→ **Task objective**: Output each record in full, exactly as it stands.

Stored dataset items:
※ ※ ※
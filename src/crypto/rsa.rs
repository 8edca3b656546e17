// SPDX-License-Identifier: AGPL-3.0-or-later
// Copyright (C) 2012-2025 Andrei Maltsev

//! Raw RSA modular exponentiation plus the lenient, PKCS#1-v1.5-flavored
//! pad/unpad used only inside the handshake to wrap/unwrap the
//! Diffie-Hellman integers as hex strings. This is not a general-purpose
//! RSA implementation — no OAEP, no timing-safe comparisons, no private
//! exponent — because the protocol never asks the client to hold a
//! private key.

use anyhow::{Context, Result, bail};
use num_bigint::BigUint;
use rand::RngExt;

fn modulus_len_bytes(n: &BigUint) -> usize {
    n.bits().div_ceil(8) as usize
}

fn to_fixed_be(v: &BigUint, len: usize) -> Vec<u8> {
    let raw = v.to_bytes_be();
    let mut out = vec![0u8; len];
    let start = len.saturating_sub(raw.len());
    let copy_from = raw.len().saturating_sub(len);
    out[start..].copy_from_slice(&raw[copy_from..]);
    out
}

fn parse_hex_biguint(hex_str: &str) -> Result<BigUint> {
    let cleaned = hex_str.trim().trim_start_matches("0x");
    BigUint::parse_bytes(cleaned.as_bytes(), 16)
        .with_context(|| format!("not valid hex: {hex_str}"))
}

/// Loads `(n, e)` from the configuration's hex strings.
pub fn load_key(modulus_hex: &str, exponent_hex: &str) -> Result<(BigUint, BigUint)> {
    Ok((parse_hex_biguint(modulus_hex)?, parse_hex_biguint(exponent_hex)?))
}

/// Pads `m` as `0x00 0x02 PS 0x00 m` (PS random non-zero, filling the
/// modulus to size), raises the block to `e mod n`, and returns the
/// result as a zero-padded big-endian hex string of exactly
/// `modulus_len*2` characters.
pub fn pad_and_encrypt(n: &BigUint, e: &BigUint, m: &[u8]) -> Result<String> {
    let key_len = modulus_len_bytes(n);
    if m.len() + 11 > key_len {
        bail!("message too long for a {key_len}-byte RSA modulus");
    }

    let ps_len = key_len - 3 - m.len();
    let mut rng = rand::rng();
    let ps: Vec<u8> = (0..ps_len).map(|_| rng.random_range(1u8..=255)).collect();

    let mut block = Vec::with_capacity(key_len);
    block.push(0x00);
    block.push(0x02);
    block.extend_from_slice(&ps);
    block.push(0x00);
    block.extend_from_slice(m);

    let plain = BigUint::from_bytes_be(&block);
    let cipher = plain.modpow(e, n);

    Ok(hex::encode(to_fixed_be(&cipher, key_len)))
}

/// Raises the hex-encoded block to `e mod n`, then unpads it leniently:
/// the peer's bignum library may drop the leading `0x00`, so both a
/// `00 01 ...` and a bare `01 ...` prefix are accepted. The separator
/// search starts right after whichever prefix matched. The remaining
/// bytes are decoded as an ASCII decimal integer.
pub fn verify_and_unpad(n: &BigUint, e: &BigUint, hex_block: &str) -> Result<BigUint> {
    let cipher = parse_hex_biguint(hex_block)?;
    let plain = cipher.modpow(e, n);
    let key_len = modulus_len_bytes(n);
    let block = to_fixed_be(&plain, key_len);

    let scan_start = if block.len() >= 2 && block[0] == 0x00 && block[1] == 0x01 {
        2
    } else if !block.is_empty() && block[0] == 0x01 {
        1
    } else {
        bail!("rsa block has neither '00 01' nor '01' prefix");
    };

    let sep = block[scan_start..]
        .iter()
        .position(|&b| b == 0x00)
        .map(|p| scan_start + p)
        .context("no 0x00 separator found in rsa block")?;

    let digits = std::str::from_utf8(&block[sep + 1..])
        .context("rsa payload is not valid ascii")?
        .trim_end_matches('\0');

    BigUint::parse_bytes(digits.as_bytes(), 10)
        .with_context(|| format!("rsa payload is not a decimal integer: {digits:?}"))
}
※ ※ ※
→ **Task result**:
filename src/crypto/rsa.rs
repository 8edca3b656546e17
// SPDX-License-Identifier: AGPL-3.0-or-later
// Copyright (C) 2012-2025 Andrei Maltsev

//! Raw RSA modular exponentiation plus the lenient, PKCS#1-v1.5-flavored
//! pad/unpad used only inside the handshake to wrap/unwrap the
//! Diffie-Hellman integers as hex strings. This is not a general-purpose
//! RSA implementation — no OAEP, no timing-safe comparisons, no private
//! exponent — because the protocol never asks the client to hold a
//! private key.

use anyhow::{Context, Result, bail};
use num_bigint::BigUint;
use rand::RngExt;

fn modulus_len_bytes(n: &BigUint) -> usize {
    n.bits().div_ceil(8) as usize
}

fn to_fixed_be(v: &BigUint, len: usize) -> Vec<u8> {
    let raw = v.to_bytes_be();
    let mut out = vec![0u8; len];
    let start = len.saturating_sub(raw.len());
    let copy_from = raw.len().saturating_sub(len);
    out[start..].copy_from_slice(&raw[copy_from..]);
    out
}

fn parse_hex_biguint(hex_str: &str) -> Result<BigUint> {
    let cleaned = hex_str.trim().trim_start_matches("0x");
    BigUint::parse_bytes(cleaned.as_bytes(), 16)
        .with_context(|| format!("not valid hex: {hex_str}"))
}

/// Loads `(n, e)` from the configuration's hex strings.
pub fn load_key(modulus_hex: &str, exponent_hex: &str) -> Result<(BigUint, BigUint)> {
    Ok((parse_hex_biguint(modulus_hex)?, parse_hex_biguint(exponent_hex)?))
}

/// Pads `m` as `0x00 0x02 PS 0x00 m` (PS random non-zero, filling the
/// modulus to size), raises the block to `e mod n`, and returns the
/// result as a zero-padded big-endian hex string of exactly
/// `modulus_len*2` characters.
pub fn pad_and_encrypt(n: &BigUint, e: &BigUint, m: &[u8]) -> Result<String> {
    let key_len = modulus_len_bytes(n);
    if m.len() + 11 > key_len {
        bail!("message too long for a {key_len}-byte RSA modulus");
    }

    let ps_len = key_len - 3 - m.len();
    let mut rng = rand::rng();
    let ps: Vec<u8> = (0..ps_len).map(|_| rng.random_range(1u8..=255)).collect();

    let mut block = Vec::with_capacity(key_len);
    block.push(0x00);
    block.push(0x02);
    block.extend_from_slice(&ps);
    block.push(0x00);
    block.extend_from_slice(m);

    let plain = BigUint::from_bytes_be(&block);
    let cipher = plain.modpow(e, n);

    Ok(hex::encode(to_fixed_be(&cipher, key_len)))
}

/// Raises the hex-encoded block to `e mod n`, then unpads it leniently:
/// the peer's bignum library may drop the leading `0x00`, so both a
/// `00 01 ...` and a bare `01 ...` prefix are accepted. The separator
/// search starts right after whichever prefix matched. The remaining
/// bytes are decoded as an ASCII decimal integer.
pub fn verify_and_unpad(n: &BigUint, e: &BigUint, hex_block: &str) -> Result<BigUint> {
    let cipher = parse_hex_biguint(hex_block)?;
    let plain = cipher.modpow(e, n);
    let key_len = modulus_len_bytes(n);
    let block = to_fixed_be(&plain, key_len);

    let scan_start = if block.len() >= 2 && block[0] == 0x00 && block[1] == 0x01 {
        2
    } else if !block.is_empty() && block[0] == 0x01 {
        1
    } else {
        bail!("rsa block has neither '00 01' nor '01' prefix");
    };

    let sep = block[scan_start..]
        .iter()
        .position(|&b| b == 0x00)
        .map(|p| scan_start + p)
        .context("no 0x00 separator found in rsa block")?;

    let digits = std::str::from_utf8(&block[sep + 1..])
        .context("rsa payload is not valid ascii")?
        .trim_end_matches('\0');

    BigUint::parse_bytes(digits.as_bytes(), 10)
        .with_context(|| format!("rsa payload is not a decimal integer: {digits:?}"))
}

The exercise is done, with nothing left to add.